_Exercise objective_:
The answer should consist of every line of the material, repeated verbatim.

_Given data_:
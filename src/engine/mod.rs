// ==========================================
// 穿孔爆破引擎 - 引擎层
// ==========================================
// 职责: 孔网几何推断 + 起爆网络校验 + 起爆时序计算
// 红线: Engine 为纯同步计算,不读库、不打日志、不修改输入
// ==========================================

pub mod anchor;
pub mod charge_design;
pub mod error;
pub mod geometry;
pub mod network;
pub mod pitch;
pub mod rounding;
pub mod scheduler;

// 重导出核心引擎
pub use anchor::OriginAnchorer;
pub use charge_design::ChargeDesignCalculator;
pub use error::{EngineError, EngineResult};
pub use geometry::GeometryValidator;
pub use network::{BlastNetwork, BlastNetworkBuilder, OutEdge};
pub use pitch::{GridPitch, PitchEstimator};
pub use scheduler::DetonationScheduler;
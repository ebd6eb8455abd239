// ==========================================
// 穿孔爆破引擎 - 导入层
// ==========================================
// 职责: 外部孔位/连接表格导入,生成领域对象
// 支持: Excel, CSV
// ==========================================

pub mod error;
pub mod field_mapper;
pub mod file_parser;
pub mod pattern_importer;

// 重导出核心类型
pub use error::{ImportError, ImportResult};
pub use field_mapper::FieldMapper;
pub use file_parser::{CsvParser, ExcelParser, FileParser, RawRow, UniversalFileParser};
pub use pattern_importer::{ImportReport, PatternImporter, SkippedRow};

_Reply_:
filename src/engine/mod.rs
// ==========================================
// 穿孔爆破引擎 - 引擎层
// ==========================================
// 职责: 孔网几何推断 + 起爆网络校验 + 起爆时序计算
// 红线: Engine 为纯同步计算,不读库、不打日志、不修改输入
// ==========================================

pub mod anchor;
pub mod charge_design;
pub mod error;
pub mod geometry;
pub mod network;
pub mod pitch;
pub mod rounding;
pub mod scheduler;

// 重导出核心引擎
pub use anchor::OriginAnchorer;
pub use charge_design::ChargeDesignCalculator;
pub use error::{EngineError, EngineResult};
pub use geometry::GeometryValidator;
pub use network::{BlastNetwork, BlastNetworkBuilder, OutEdge};
pub use pitch::{GridPitch, PitchEstimator};
pub use scheduler::DetonationScheduler;
repository ebd6eb8455abd239
// ==========================================
// 穿孔爆破引擎 - 导入层
// ==========================================
// 职责: 外部孔位/连接表格导入,生成领域对象
// 支持: Excel, CSV
// ==========================================

pub mod error;
pub mod field_mapper;
pub mod file_parser;
pub mod pattern_importer;

// 重导出核心类型
pub use error::{ImportError, ImportResult};
pub use field_mapper::FieldMapper;
pub use file_parser::{CsvParser, ExcelParser, FileParser, RawRow, UniversalFileParser};
pub use pattern_importer::{ImportReport, PatternImporter, SkippedRow};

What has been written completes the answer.